Exercise requirements: Below is a block of records; repeat all of them exactly.

Records for the task:
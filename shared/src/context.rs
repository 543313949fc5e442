//! Process-wide context, built once at startup and owned by the [`App`].
//!
//! Teardown is dropping the `App`, which releases the identity and OS-theme
//! subscriptions held against these collaborators.
//!
//! [`App`]: crate::App

use secrecy::SecretString;
use std::fmt;
use std::sync::Arc;
use tracing::{info, warn};

use crate::capabilities::{
    IdentityService, LocalStore, ManualOsTheme, MemoryLocalStore, OsThemeSource, RemoteStore,
    Translator,
};
use crate::config::{AppConfig, ConfigError};
use crate::model::{LanguageCode, Theme, UserId};

/// Document store plus the identity service that scopes it.
#[derive(Clone)]
pub struct RemoteBackend {
    pub store: Arc<dyn RemoteStore>,
    pub identity: Arc<dyn IdentityService>,
}

impl RemoteBackend {
    pub fn new(store: Arc<dyn RemoteStore>, identity: Arc<dyn IdentityService>) -> Self {
        Self { store, identity }
    }
}

/// Where remote writes for the current identity go.
#[derive(Clone)]
pub struct RemoteTarget {
    pub store: Arc<dyn RemoteStore>,
    pub user: UserId,
}

impl fmt::Debug for RemoteTarget {
    fn fmt(&self, f: &mut fmt::Formatter<'_>) -> fmt::Result {
        f.debug_struct("RemoteTarget").field("user", &self.user).finish()
    }
}

pub struct Context {
    config: AppConfig,
    fallback_language: LanguageCode,
    bootstrap_token: Option<SecretString>,
    local: Arc<dyn LocalStore>,
    remote: Option<RemoteBackend>,
    os_theme: Arc<dyn OsThemeSource>,
    translator: Option<Arc<dyn Translator>>,
}

impl Context {
    #[must_use]
    pub fn builder() -> ContextBuilder {
        ContextBuilder::default()
    }

    #[must_use]
    pub fn config(&self) -> &AppConfig {
        &self.config
    }

    #[must_use]
    pub fn fallback_language(&self) -> &LanguageCode {
        &self.fallback_language
    }

    #[must_use]
    pub fn local(&self) -> &dyn LocalStore {
        self.local.as_ref()
    }

    #[must_use]
    pub fn remote(&self) -> Option<&RemoteBackend> {
        self.remote.as_ref()
    }

    #[must_use]
    pub fn os_theme(&self) -> &Arc<dyn OsThemeSource> {
        &self.os_theme
    }

    #[must_use]
    pub fn translator(&self) -> Option<Arc<dyn Translator>> {
        self.translator.clone()
    }

    /// The token can be taken once per process.
    pub fn take_bootstrap_token(&mut self) -> Option<SecretString> {
        self.bootstrap_token.take()
    }
}

#[derive(Default)]
pub struct ContextBuilder {
    config: Option<AppConfig>,
    local: Option<Arc<dyn LocalStore>>,
    remote: Option<RemoteBackend>,
    os_theme: Option<Arc<dyn OsThemeSource>>,
    translator: Option<Arc<dyn Translator>>,
}

impl ContextBuilder {
    #[must_use]
    pub fn config(mut self, config: AppConfig) -> Self {
        self.config = Some(config);
        self
    }

    #[must_use]
    pub fn local_store(mut self, local: Arc<dyn LocalStore>) -> Self {
        self.local = Some(local);
        self
    }

    #[must_use]
    pub fn remote(mut self, backend: RemoteBackend) -> Self {
        self.remote = Some(backend);
        self
    }

    #[must_use]
    pub fn os_theme(mut self, source: Arc<dyn OsThemeSource>) -> Self {
        self.os_theme = Some(source);
        self
    }

    #[must_use]
    pub fn translator(mut self, translator: Arc<dyn Translator>) -> Self {
        self.translator = Some(translator);
        self
    }

    pub fn build(self) -> Result<Context, ConfigError> {
        let mut config = self.config.unwrap_or_default();
        config.validate()?;
        let fallback_language = config.fallback_language()?;
        let bootstrap_token = config.bootstrap_token.take();

        let remote = match (self.remote, config.remote.is_some()) {
            (Some(backend), true) => Some(backend),
            (Some(_), false) => {
                warn!("remote backend supplied without connection config, running disconnected");
                None
            }
            (None, _) => None,
        };
        info!(
            connected = remote.is_some(),
            translator = self.translator.is_some(),
            "context built"
        );

        Ok(Context {
            config,
            fallback_language,
            bootstrap_token,
            local: self
                .local
                .unwrap_or_else(|| Arc::new(MemoryLocalStore::new())),
            remote,
            os_theme: self
                .os_theme
                .unwrap_or_else(|| Arc::new(ManualOsTheme::new(Theme::Light))),
            translator: self.translator,
        })
    }
}

#[cfg(test)]
mod tests {
    use super::*;
    use crate::capabilities::{MemoryIdentityService, MemoryRemoteStore};
    use crate::config::RemoteConfig;

    fn backend() -> RemoteBackend {
        RemoteBackend::new(
            Arc::new(MemoryRemoteStore::new()),
            Arc::new(MemoryIdentityService::new()),
        )
    }

    #[test]
    fn backend_without_connection_config_is_dropped() {
        let context = Context::builder().remote(backend()).build().unwrap();
        assert!(context.remote().is_none());
    }

    #[test]
    fn backend_with_connection_config_is_kept() {
        let remote = RemoteConfig::from_json(r#"{"projectId":"p","apiKey":"k"}"#).unwrap();
        let context = Context::builder()
            .config(AppConfig::default().with_remote(remote))
            .remote(backend())
            .build()
            .unwrap();
        assert!(context.remote().is_some());
    }

    #[test]
    fn bootstrap_token_is_taken_once() {
        let mut context = Context::builder()
            .config(AppConfig::default().with_bootstrap_token("one-time"))
            .build()
            .unwrap();
        assert!(context.take_bootstrap_token().is_some());
        assert!(context.take_bootstrap_token().is_none());
    }

    #[test]
    fn invalid_config_fails_the_build() {
        let config = AppConfig {
            fallback_language: "???".into(),
            ..AppConfig::default()
        };
        assert!(Context::builder().config(config).build().is_err());
    }
}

Reply to the exercise:
filename shared/src/context.rs
repository 543313949fc5e442
//! Process-wide context, built once at startup and owned by the [`App`].
//!
//! Teardown is dropping the `App`, which releases the identity and OS-theme
//! subscriptions held against these collaborators.
//!
//! [`App`]: crate::App

use secrecy::SecretString;
use std::fmt;
use std::sync::Arc;
use tracing::{info, warn};

use crate::capabilities::{
    IdentityService, LocalStore, ManualOsTheme, MemoryLocalStore, OsThemeSource, RemoteStore,
    Translator,
};
use crate::config::{AppConfig, ConfigError};
use crate::model::{LanguageCode, Theme, UserId};

/// Document store plus the identity service that scopes it.
#[derive(Clone)]
pub struct RemoteBackend {
    pub store: Arc<dyn RemoteStore>,
    pub identity: Arc<dyn IdentityService>,
}

impl RemoteBackend {
    pub fn new(store: Arc<dyn RemoteStore>, identity: Arc<dyn IdentityService>) -> Self {
        Self { store, identity }
    }
}

/// Where remote writes for the current identity go.
#[derive(Clone)]
pub struct RemoteTarget {
    pub store: Arc<dyn RemoteStore>,
    pub user: UserId,
}

impl fmt::Debug for RemoteTarget {
    fn fmt(&self, f: &mut fmt::Formatter<'_>) -> fmt::Result {
        f.debug_struct("RemoteTarget").field("user", &self.user).finish()
    }
}

pub struct Context {
    config: AppConfig,
    fallback_language: LanguageCode,
    bootstrap_token: Option<SecretString>,
    local: Arc<dyn LocalStore>,
    remote: Option<RemoteBackend>,
    os_theme: Arc<dyn OsThemeSource>,
    translator: Option<Arc<dyn Translator>>,
}

impl Context {
    #[must_use]
    pub fn builder() -> ContextBuilder {
        ContextBuilder::default()
    }

    #[must_use]
    pub fn config(&self) -> &AppConfig {
        &self.config
    }

    #[must_use]
    pub fn fallback_language(&self) -> &LanguageCode {
        &self.fallback_language
    }

    #[must_use]
    pub fn local(&self) -> &dyn LocalStore {
        self.local.as_ref()
    }

    #[must_use]
    pub fn remote(&self) -> Option<&RemoteBackend> {
        self.remote.as_ref()
    }

    #[must_use]
    pub fn os_theme(&self) -> &Arc<dyn OsThemeSource> {
        &self.os_theme
    }

    #[must_use]
    pub fn translator(&self) -> Option<Arc<dyn Translator>> {
        self.translator.clone()
    }

    /// The token can be taken once per process.
    pub fn take_bootstrap_token(&mut self) -> Option<SecretString> {
        self.bootstrap_token.take()
    }
}

#[derive(Default)]
pub struct ContextBuilder {
    config: Option<AppConfig>,
    local: Option<Arc<dyn LocalStore>>,
    remote: Option<RemoteBackend>,
    os_theme: Option<Arc<dyn OsThemeSource>>,
    translator: Option<Arc<dyn Translator>>,
}

impl ContextBuilder {
    #[must_use]
    pub fn config(mut self, config: AppConfig) -> Self {
        self.config = Some(config);
        self
    }

    #[must_use]
    pub fn local_store(mut self, local: Arc<dyn LocalStore>) -> Self {
        self.local = Some(local);
        self
    }

    #[must_use]
    pub fn remote(mut self, backend: RemoteBackend) -> Self {
        self.remote = Some(backend);
        self
    }

    #[must_use]
    pub fn os_theme(mut self, source: Arc<dyn OsThemeSource>) -> Self {
        self.os_theme = Some(source);
        self
    }

    #[must_use]
    pub fn translator(mut self, translator: Arc<dyn Translator>) -> Self {
        self.translator = Some(translator);
        self
    }

    pub fn build(self) -> Result<Context, ConfigError> {
        let mut config = self.config.unwrap_or_default();
        config.validate()?;
        let fallback_language = config.fallback_language()?;
        let bootstrap_token = config.bootstrap_token.take();

        let remote = match (self.remote, config.remote.is_some()) {
            (Some(backend), true) => Some(backend),
            (Some(_), false) => {
                warn!("remote backend supplied without connection config, running disconnected");
                None
            }
            (None, _) => None,
        };
        info!(
            connected = remote.is_some(),
            translator = self.translator.is_some(),
            "context built"
        );

        Ok(Context {
            config,
            fallback_language,
            bootstrap_token,
            local: self
                .local
                .unwrap_or_else(|| Arc::new(MemoryLocalStore::new())),
            remote,
            os_theme: self
                .os_theme
                .unwrap_or_else(|| Arc::new(ManualOsTheme::new(Theme::Light))),
            translator: self.translator,
        })
    }
}

#[cfg(test)]
mod tests {
    use super::*;
    use crate::capabilities::{MemoryIdentityService, MemoryRemoteStore};
    use crate::config::RemoteConfig;

    fn backend() -> RemoteBackend {
        RemoteBackend::new(
            Arc::new(MemoryRemoteStore::new()),
            Arc::new(MemoryIdentityService::new()),
        )
    }

    #[test]
    fn backend_without_connection_config_is_dropped() {
        let context = Context::builder().remote(backend()).build().unwrap();
        assert!(context.remote().is_none());
    }

    #[test]
    fn backend_with_connection_config_is_kept() {
        let remote = RemoteConfig::from_json(r#"{"projectId":"p","apiKey":"k"}"#).unwrap();
        let context = Context::builder()
            .config(AppConfig::default().with_remote(remote))
            .remote(backend())
            .build()
            .unwrap();
        assert!(context.remote().is_some());
    }

    #[test]
    fn bootstrap_token_is_taken_once() {
        let mut context = Context::builder()
            .config(AppConfig::default().with_bootstrap_token("one-time"))
            .build()
            .unwrap();
        assert!(context.take_bootstrap_token().is_some());
        assert!(context.take_bootstrap_token().is_none());
    }

    #[test]
    fn invalid_config_fails_the_build() {
        let config = AppConfig {
            fallback_language: "???".into(),
            ..AppConfig::default()
        };
        assert!(Context::builder().config(config).build().is_err());
    }
}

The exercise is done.